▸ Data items

* * *

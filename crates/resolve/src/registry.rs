//! Registered archives and their mirror directories.

use crate::error::{ErrorKind, Result};
use crate::native::{NativeFs, NativeKind};
use crate::path::{self, archive_boundary};
use asar_archive::join_inner;
use asar_config::RegisterOptions;
use exn::ResultExt;
use indexmap::IndexMap;
use std::ffi::OsStr;
use std::path::{Path, PathBuf};
use tracing::instrument;

const GLOB_TOKENS: [char; 3] = ['*', '?', '['];

/// How a registered archive is backed.
#[derive(Debug, Clone, Copy, PartialEq, Eq)]
pub enum ArchiveKind {
    /// A container file, served through a binding.
    File,
    /// A plain directory registered in place of a container. It only
    /// contributes a mirror mapping; it never classifies as archive-bound.
    Directory,
}

/// Which paths are archives, and which directories mirror them.
///
/// Both maps keep insertion order: when several mirror directories are a
/// prefix of the same path, the one registered first wins.
#[derive(Debug, Default)]
pub struct ArchiveRegistry {
    archives: IndexMap<PathBuf, ArchiveKind>,
    /// Mirror directory → archive path.
    mirrors: IndexMap<PathBuf, PathBuf>,
}

impl ArchiveRegistry {
    pub fn new() -> Self {
        Self::default()
    }

    /// Register every archive named in `options`.
    ///
    /// Entries containing `*`, `?` or `[` are glob patterns and register
    /// every matching file. Everything else is resolved to an absolute path
    /// and registered as is.
    ///
    /// # Errors
    ///
    /// [`ErrorKind::Config`] for a malformed glob pattern, or for a missing
    /// archive when `throw_if_no_entry` is set. Missing archives are skipped
    /// with a warning otherwise.
    #[instrument(level = "debug", skip_all, fields(count = options.archives.len()))]
    pub fn load_archives(&mut self, options: &RegisterOptions, native: &dyn NativeFs) -> Result<()> {
        for entry in &options.archives {
            if entry.contains(GLOB_TOKENS) {
                for matched in expand_glob(entry, native)? {
                    self.register(matched, options, native)?;
                }
            } else {
                self.register(path::resolve(Path::new(""), entry), options, native)?;
            }
        }
        Ok(())
    }

    fn register(&mut self, archive: PathBuf, options: &RegisterOptions, native: &dyn NativeFs) -> Result<()> {
        if self.archives.contains_key(&archive) {
            tracing::warn!(archive = %archive.display(), "Archive already registered, ignoring");
            return Ok(());
        }
        let kind = match native.kind(&archive) {
            Ok(NativeKind::File) => ArchiveKind::File,
            Ok(NativeKind::Directory) => {
                tracing::warn!(
                    archive = %archive.display(),
                    "Archive path is a directory; it is registered for mirror mapping only"
                );
                ArchiveKind::Directory
            },
            Err(e) if options.throw_if_no_entry => {
                exn::bail!(ErrorKind::Config(format!("archive not found: {} ({e})", archive.display())));
            },
            Err(e) => {
                tracing::warn!(archive = %archive.display(), error = %e, "Archive not found, skipping");
                return Ok(());
            },
        };
        if options.mirror_asar_base_path && archive.extension() == Some(OsStr::new("asar")) {
            let mirror = archive.with_extension("");
            if let Some(existing) = self.mirrors.get(&mirror) {
                tracing::debug!(mirror = %mirror.display(), archive = %existing.display(), "Mirror directory already mapped");
            } else {
                tracing::debug!(mirror = %mirror.display(), archive = %archive.display(), "Registered mirror directory");
                self.mirrors.insert(mirror, archive.clone());
            }
        }
        tracing::debug!(archive = %archive.display(), ?kind, "Registered archive");
        self.archives.insert(archive, kind);
        Ok(())
    }

    /// Whether `path` is, or lies inside, a registered container file.
    /// Relative paths are taken against the current directory.
    pub fn is_archive(&self, path: &Path) -> bool {
        archive_boundary(&path::resolve(Path::new(""), path))
            .is_some_and(|boundary| self.archives.get(&boundary) == Some(&ArchiveKind::File))
    }

    /// Map a path under a mirror directory onto the archive it shadows.
    ///
    /// Matching is by whole path segments: `/srv/application/x` is not under
    /// the mirror `/srv/app`.
    ///
    /// ```
    /// # use std::path::Path;
    /// # use asar_resolve::registry::ArchiveRegistry;
    /// let registry = ArchiveRegistry::new();
    /// assert!(registry.resolve_archive_mapping(Path::new("/srv/app/index.js")).is_none());
    /// ```
    pub fn resolve_archive_mapping(&self, path: &Path) -> Option<PathBuf> {
        if self.mirrors.is_empty() {
            return None;
        }
        let path = path::resolve(Path::new(""), path);
        self.mirrors
            .iter()
            .find_map(|(mirror, archive)| path.strip_prefix(mirror).ok().map(|suffix| join_inner(archive, suffix)))
    }

    pub fn archives(&self) -> &IndexMap<PathBuf, ArchiveKind> {
        &self.archives
    }

    pub fn mirrors(&self) -> &IndexMap<PathBuf, PathBuf> {
        &self.mirrors
    }

    pub fn is_empty(&self) -> bool {
        self.archives.is_empty()
    }
}

/// Expand a glob pattern to the absolute paths of the files it matches.
fn expand_glob(pattern: &str, native: &dyn NativeFs) -> Result<Vec<PathBuf>> {
    let entries = glob::glob(pattern).or_raise(|| ErrorKind::Config(format!("invalid glob pattern `{pattern}`")))?;
    let mut matches = Vec::new();
    for entry in entries {
        match entry {
            Ok(matched) => {
                let matched = path::resolve(Path::new(""), matched);
                if matches!(native.kind(&matched), Ok(NativeKind::File)) {
                    matches.push(matched);
                }
            },
            Err(e) => tracing::warn!(pattern, error = %e, "Unreadable glob match, skipping"),
        }
    }
    tracing::debug!(pattern, matched = matches.len(), "Expanded archive pattern");
    Ok(matches)
}

#[cfg(test)]
mod tests {
    use super::*;
    use crate::native::OsFs;
    use std::fs;
    use tempfile::TempDir;

    fn fixture() -> TempDir {
        let dir = tempfile::tempdir().unwrap();
        fs::create_dir(dir.path().join("dist")).unwrap();
        fs::write(dir.path().join("dist/app.asar"), "").unwrap();
        fs::write(dir.path().join("dist/plugins.asar"), "").unwrap();
        fs::write(dir.path().join("dist/notes.txt"), "").unwrap();
        fs::create_dir(dir.path().join("dist/folder.asar")).unwrap();
        dir
    }

    fn load(archives: &[String]) -> ArchiveRegistry {
        let mut registry = ArchiveRegistry::new();
        registry.load_archives(&RegisterOptions::new(archives), &OsFs).unwrap();
        registry
    }

    #[test]
    fn glob_registers_matching_files_only() {
        let dir = fixture();
        let registry = load(&[format!("{}/dist/*.asar", dir.path().display())]);
        let registered: Vec<_> = registry.archives().keys().cloned().collect();
        assert_eq!(registered, vec![dir.path().join("dist/app.asar"), dir.path().join("dist/plugins.asar")]);
        assert!(registry.archives().values().all(|kind| *kind == ArchiveKind::File));
        assert_eq!(registry.mirrors().get(&dir.path().join("dist/app")), Some(&dir.path().join("dist/app.asar")));
    }

    #[test]
    #[tracing_test::traced_test]
    fn duplicate_registration_is_ignored() {
        let dir = fixture();
        let app = dir.path().join("dist/app.asar").display().to_string();
        let registry = load(&[app.clone(), app]);
        assert_eq!(registry.archives().len(), 1);
        assert_eq!(registry.mirrors().len(), 1);
        logs_assert(|lines: &[&str]| {
            match lines.iter().filter(|line| line.contains("WARN") && line.contains("Archive already registered")).count() {
                1 => Ok(()),
                n => Err(format!("expected one duplicate warning, got {n}")),
            }
        });
    }

    #[test]
    fn missing_archive_lenient_and_strict() {
        let dir = fixture();
        let missing = dir.path().join("dist/missing.asar").display().to_string();
        assert!(load(std::slice::from_ref(&missing)).is_empty());

        let mut registry = ArchiveRegistry::new();
        let options = RegisterOptions::new([missing]).throw_if_no_entry(true);
        let err = registry.load_archives(&options, &OsFs).unwrap_err();
        assert!(matches!(&*err, ErrorKind::Config(_)));
    }

    #[test]
    fn directory_archive_mirrors_but_is_not_an_archive() {
        let dir = fixture();
        let folder = dir.path().join("dist/folder.asar");
        let registry = load(&[folder.display().to_string()]);
        assert_eq!(registry.archives().get(&folder), Some(&ArchiveKind::Directory));
        assert!(!registry.is_archive(&folder.join("x.js")));
        assert_eq!(registry.resolve_archive_mapping(&dir.path().join("dist/folder/x.js")), Some(folder.join("x.js")));
    }

    #[test]
    fn mirroring_can_be_disabled() {
        let dir = fixture();
        let mut registry = ArchiveRegistry::new();
        let options = RegisterOptions::new([dir.path().join("dist/app.asar").display().to_string()]).mirror_asar_base_path(false);
        registry.load_archives(&options, &OsFs).unwrap();
        assert_eq!(registry.archives().len(), 1);
        assert!(registry.mirrors().is_empty());
    }

    #[test]
    fn is_archive_uses_the_boundary_prefix() {
        let dir = fixture();
        let app = dir.path().join("dist/app.asar");
        let registry = load(&[app.display().to_string()]);
        assert!(registry.is_archive(&app));
        assert!(registry.is_archive(&app.join("sub/file.js")));
        assert!(registry.is_archive(&app.join("sub/../other.js")));
        assert!(!registry.is_archive(&dir.path().join("dist/plugins.asar/x.js")));
        assert!(!registry.is_archive(&dir.path().join("dist/app.asarx")));
    }

    /// `target` spelled relative to the current directory.
    #[cfg(unix)]
    fn relative_to_cwd(target: &Path) -> PathBuf {
        let cwd = std::env::current_dir().unwrap();
        let up = "../".repeat(cwd.components().count() - 1);
        PathBuf::from(up).join(target.strip_prefix("/").unwrap())
    }

    #[cfg(unix)]
    #[test]
    fn relative_paths_are_made_absolute() {
        let dir = fixture();
        let app = dir.path().join("dist/app.asar");
        let registry = load(&[app.display().to_string()]);
        assert!(registry.is_archive(&relative_to_cwd(&app.join("x.js"))));
        assert_eq!(
            registry.resolve_archive_mapping(&relative_to_cwd(&dir.path().join("dist/app/x.js"))),
            Some(app.join("x.js"))
        );
    }

    #[test]
    fn mapping_matches_whole_segments() {
        let dir = fixture();
        let registry = load(&[dir.path().join("dist/app.asar").display().to_string()]);
        let app = dir.path().join("dist/app");
        assert_eq!(registry.resolve_archive_mapping(&app.join("lib/x.js")), Some(dir.path().join("dist/app.asar/lib/x.js")));
        assert_eq!(registry.resolve_archive_mapping(&app), Some(dir.path().join("dist/app.asar")));
        assert!(registry.resolve_archive_mapping(&dir.path().join("dist/application/x.js")).is_none());
    }

    #[test]
    fn first_registered_mirror_wins() {
        let mut registry = ArchiveRegistry::new();
        registry.mirrors.insert(PathBuf::from("/srv/app"), PathBuf::from("/srv/app.asar"));
        registry.mirrors.insert(PathBuf::from("/srv/app/nested"), PathBuf::from("/srv/app/nested.asar"));
        assert_eq!(
            registry.resolve_archive_mapping(Path::new("/srv/app/nested/x.js")),
            Some(PathBuf::from("/srv/app.asar/nested/x.js"))
        );
    }

    #[test]
    fn invalid_glob_pattern() {
        let mut registry = ArchiveRegistry::new();
        let err = registry.load_archives(&RegisterOptions::new(["/srv/[*.asar"]), &OsFs).unwrap_err();
        assert!(matches!(&*err, ErrorKind::Config(_)));
    }
}
//! Lexical path helpers.
//!
//! None of these touch the filesystem. They follow the host's path module
//! rather than `std::fs::canonicalize`: `..` is applied textually, symlinks
//! are not followed.

use std::path::{Component, Path, PathBuf};

/// The container extension, with its dot.
pub const ARCHIVE_EXTENSION: &str = ".asar";

/// Collapse `.`, `..` and repeated separators.
///
/// `..` at the root of an absolute path is dropped; at the start of a
/// relative path it is kept. An empty result becomes `.`.
///
/// # Examples
///
/// ```
/// use std::path::Path;
/// use asar_resolve::path::normalize;
///
/// assert_eq!(normalize(Path::new("/a/b/../c/./d.js")), Path::new("/a/c/d.js"));
/// assert_eq!(normalize(Path::new("../x//y")), Path::new("../x/y"));
/// ```
pub fn normalize(path: &Path) -> PathBuf {
    let mut out: Vec<Component> = Vec::new();
    for component in path.components() {
        match component {
            Component::CurDir => {},
            Component::ParentDir => match out.last() {
                Some(Component::Normal(_)) => {
                    out.pop();
                },
                Some(Component::RootDir | Component::Prefix(_)) => {},
                _ => out.push(component),
            },
            _ => out.push(component),
        }
    }
    if out.is_empty() {
        return PathBuf::from(".");
    }
    out.into_iter().collect()
}

/// Resolve `request` against `base`, like the host's `path.resolve(base,
/// request)`.
///
/// Relative results are anchored at the current directory.
pub fn resolve(base: &Path, request: impl AsRef<Path>) -> PathBuf {
    let joined = base.join(request);
    if joined.is_absolute() {
        return normalize(&joined);
    }
    match std::env::current_dir() {
        Ok(cwd) => normalize(&cwd.join(joined)),
        Err(_) => normalize(&joined),
    }
}

/// Whether the path mentions the container extension anywhere, ignoring
/// case.
pub fn has_archive_token(path: &Path) -> bool {
    path.as_os_str().as_encoded_bytes().windows(ARCHIVE_EXTENSION.len()).any(|w| w.eq_ignore_ascii_case(ARCHIVE_EXTENSION.as_bytes()))
}

/// Byte index just past the first `.asar` (any case) for which `accept`
/// holds on the remaining text.
fn find_extension(path: &str, accept: impl Fn(&str) -> bool) -> Option<usize> {
    let lower = path.to_ascii_lowercase();
    lower.match_indices(ARCHIVE_EXTENSION).map(|(at, _)| at + ARCHIVE_EXTENSION.len()).find(|&end| accept(&path[end..]))
}

fn starts_with_separator(rest: &str) -> bool {
    rest.starts_with(std::path::is_separator)
}

/// Prefix of `path` up to and including the first `.asar` that ends a
/// segment.
///
/// # Examples
///
/// ```
/// use std::path::Path;
/// use asar_resolve::path::archive_boundary;
///
/// assert_eq!(archive_boundary(Path::new("/a/app.asar/lib/x.js")).unwrap(), Path::new("/a/app.asar"));
/// assert_eq!(archive_boundary(Path::new("/a/app.asar")).unwrap(), Path::new("/a/app.asar"));
/// assert!(archive_boundary(Path::new("/a/app.asarx/y")).is_none());
/// ```
pub fn archive_boundary(path: &Path) -> Option<PathBuf> {
    let text = path.to_str()?;
    let end = find_extension(text, |rest| rest.is_empty() || starts_with_separator(rest))?;
    Some(PathBuf::from(&text[..end]))
}

/// Remove the first `.asar` that is followed by a separator, mapping a path
/// inside a container onto its mirror directory.
///
/// A bare container path has no mirror counterpart and yields [`None`].
///
/// ```
/// use std::path::Path;
/// use asar_resolve::path::strip_archive_extension;
///
/// assert_eq!(strip_archive_extension(Path::new("/a/app.asar/x.js")).unwrap(), Path::new("/a/app/x.js"));
/// assert!(strip_archive_extension(Path::new("/a/app.asar")).is_none());
/// ```
pub fn strip_archive_extension(path: &Path) -> Option<PathBuf> {
    let text = path.to_str()?;
    let end = find_extension(text, starts_with_separator)?;
    let start = end - ARCHIVE_EXTENSION.len();
    Some(PathBuf::from(format!("{}{}", &text[..start], &text[end..])))
}

/// Text-level suffix check; [`Path::ends_with`] only matches whole
/// components.
pub fn ends_with(path: &Path, suffix: &str) -> bool {
    path.as_os_str().as_encoded_bytes().ends_with(suffix.as_bytes())
}

/// Whether a request names a directory explicitly: a trailing `/`, or `.`
/// or `..` as its last segment.
pub fn has_trailing_slash(request: &str) -> bool {
    request.ends_with('/')
        || matches!(request, "." | "..")
        || request.ends_with("/.")
        || request.ends_with("/..")
}

/// Whether a request is relative to the requiring module (`./x`, `../x`,
/// `.` or `..`) rather than a bare package name.
pub fn is_relative_request(request: &str) -> bool {
    matches!(request, "." | "..")
        || request.starts_with("./")
        || request.starts_with("../")
        || (cfg!(windows) && (request.starts_with(".\\") || request.starts_with("..\\")))
}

* * *

▸ Work required
Return, exactly as they stand, the lines from the start of the records above through the line with "through a binding.", both ends included, and no other lines.

▸ Reply to the exercise
filename crates/resolve/src/registry.rs
//! Registered archives and their mirror directories.

use crate::error::{ErrorKind, Result};
use crate::native::{NativeFs, NativeKind};
use crate::path::{self, archive_boundary};
use asar_archive::join_inner;
use asar_config::RegisterOptions;
use exn::ResultExt;
use indexmap::IndexMap;
use std::ffi::OsStr;
use std::path::{Path, PathBuf};
use tracing::instrument;

const GLOB_TOKENS: [char; 3] = ['*', '?', '['];

/// How a registered archive is backed.
#[derive(Debug, Clone, Copy, PartialEq, Eq)]
pub enum ArchiveKind {
    /// A container file, served through a binding.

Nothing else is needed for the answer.